Optoelectronic and structural properties of Ge-rich narrow band gap nc-SixGe1-x absorber layer for tandem structure nc-Si solar cells

Abstract

Germane (GeH4) and silane (SiH4) have grossly different dissociation behaviors. In the conventional preparation process, the inclusion of GeH4 in the gas mixture under nc-Si compatible growth conditions results in the spontaneous dissociation of GeH4 in the plasma into various lower hydrides of Ge with lower mobility than Si-hydrides. Ge-radicals exhibit a higher viscosity co-efficient and smaller surface diffusion length when compared to Si-radicals, which prompt the arbitrary and excess residence of Ge atoms at the growth sites, eventually destroying the development of nanocrystallinity in the film network.

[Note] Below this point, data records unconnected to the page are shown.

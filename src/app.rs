use adw::Application;
use directories::ProjectDirs;
use log::{info, warn};
use serde::{Deserialize, Serialize};
use std::fs;
use std::path::{Path, PathBuf};

use crate::bank::models::DashboardVariant;
use crate::error::{AppError, Result};
use crate::notify::Notice;

#[derive(Debug, Clone, PartialEq, Serialize, Deserialize)]
#[serde(default)]
pub struct AppConfig {
    /// Delay before the assistant answers, in milliseconds.
    pub reply_delay_ms: u64,
    pub toast_timeout_secs: u32,
    pub avatar_endpoint: String,
    pub avatar_format: String,
    pub load_avatars: bool,
    pub prefer_dark: bool,
    pub default_variant: DashboardVariant,
}

impl Default for AppConfig {
    fn default() -> Self {
        Self {
            reply_delay_ms: 1000,
            toast_timeout_secs: 3,
            avatar_endpoint: "https://api.dicebear.com/7.x/initials".into(),
            avatar_format: "png".into(),
            load_avatars: true,
            prefer_dark: true,
            default_variant: DashboardVariant::Overview,
        }
    }
}

impl AppConfig {
    fn path() -> Option<PathBuf> {
        let proj = ProjectDirs::from("com", "alltius", "AlltiusDashboard")?;
        Some(proj.config_dir().join("alltius.toml"))
    }

    pub fn load_from(path: &Path) -> Result<Self> {
        let text = fs::read_to_string(path)?;
        Ok(toml::from_str(&text)?)
    }

    pub fn save_to(&self, path: &Path) -> Result<()> {
        if let Some(parent) = path.parent() {
            fs::create_dir_all(parent)?;
        }
        fs::write(path, toml::to_string_pretty(self)?)?;
        Ok(())
    }

    /// Reads the user's config. A missing file is created with defaults;
    /// a broken one is left alone and defaults are used.
    pub fn load() -> Self {
        let Some(path) = Self::path() else {
            warn!("{}", AppError::NoConfigDir);
            return Self::default();
        };
        match Self::load_from(&path) {
            Ok(config) => config,
            Err(AppError::Io(e)) if e.kind() == std::io::ErrorKind::NotFound => {
                let config = Self::default();
                match config.save_to(&path) {
                    Ok(()) => info!("wrote default config to {}", path.display()),
                    Err(e) => warn!("could not write default config: {e}"),
                }
                config
            }
            Err(e) => {
                warn!("ignoring {}: {e}", path.display());
                Self::default()
            }
        }
    }
}

/// Top-level screens. Each one owns its own window.
#[derive(Debug, Clone, Copy, PartialEq, Eq)]
pub enum Route {
    Login,
    Dashboard,
}

pub fn navigate(app: &Application, route: Route, config: &AppConfig, notice: Option<Notice>) {
    info!("navigating to {route:?}");
    match route {
        Route::Login => crate::ui::login::show_login_window(app, config),
        Route::Dashboard => crate::ui::dashboard::show_dashboard_window(app, config, notice),
    }
}

pub fn build_ui(app: &Application) {
    let config = AppConfig::load();
    crate::ui::style::install(config.prefer_dark);
    navigate(app, Route::Login, &config, None);
}

#[cfg(test)]
mod tests {
    use super::*;

    #[test]
    fn empty_file_yields_defaults() {
        let config: AppConfig = toml::from_str("").unwrap();
        assert_eq!(config, AppConfig::default());
    }

    #[test]
    fn partial_file_keeps_other_defaults() {
        let config: AppConfig =
            toml::from_str("reply_delay_ms = 250\ndefault_variant = \"spending\"").unwrap();
        assert_eq!(config.reply_delay_ms, 250);
        assert_eq!(config.default_variant, DashboardVariant::Spending);
        assert!(config.load_avatars);
        assert_eq!(config.avatar_format, "png");
    }

    #[test]
    fn unknown_variant_is_rejected() {
        assert!(toml::from_str::<AppConfig>("default_variant = \"casino\"").is_err());
    }

    #[test]
    fn save_then_load_from_disk() {
        let dir = std::env::temp_dir().join(format!("alltius-config-{}", std::process::id()));
        let path = dir.join("alltius.toml");
        let config = AppConfig { reply_delay_ms: 10, load_avatars: false, ..AppConfig::default() };
        config.save_to(&path).unwrap();
        assert_eq!(AppConfig::load_from(&path).unwrap(), config);
        let _ = fs::remove_dir_all(dir);
    }

    #[test]
    fn missing_file_is_an_io_error() {
        let path = std::env::temp_dir().join("alltius-does-not-exist/alltius.toml");
        assert!(matches!(AppConfig::load_from(&path), Err(AppError::Io(_))));
    }
}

In the present work, the controlled inclusion of Si atoms during the growth of the network at ~220 °C under plasma conditions compatible for growing high-quality nc-Ge film has been pursued to produce nc-SiGe alloy material through which the dissociation of SiH4 becomes admissible for sustained nanocrystallinity. Systematic changes in the optoelectronic and structural characteristics of the intrinsic nc-SixGe1–x films from H2-diluted (SiH4 + GeH4)-plasma have been studied and correlated. The fabricated nc-SixGe1–x (x > 0) films belong to the Ge-nanocrystal dominated mixed-phase materials bearing a-SiGe matrix. The nc-SixGe1–x film sustaining significant crystallinity with an adequately widened optical band gap to Eg ~1.23 eV due to the incorporation of Si and its corresponding high dark conductivity (σD~4.72×10−4 S cm−1) appears appropriate for the absorber layer in the bottom sub-cell of nc-Si tandem solar cells.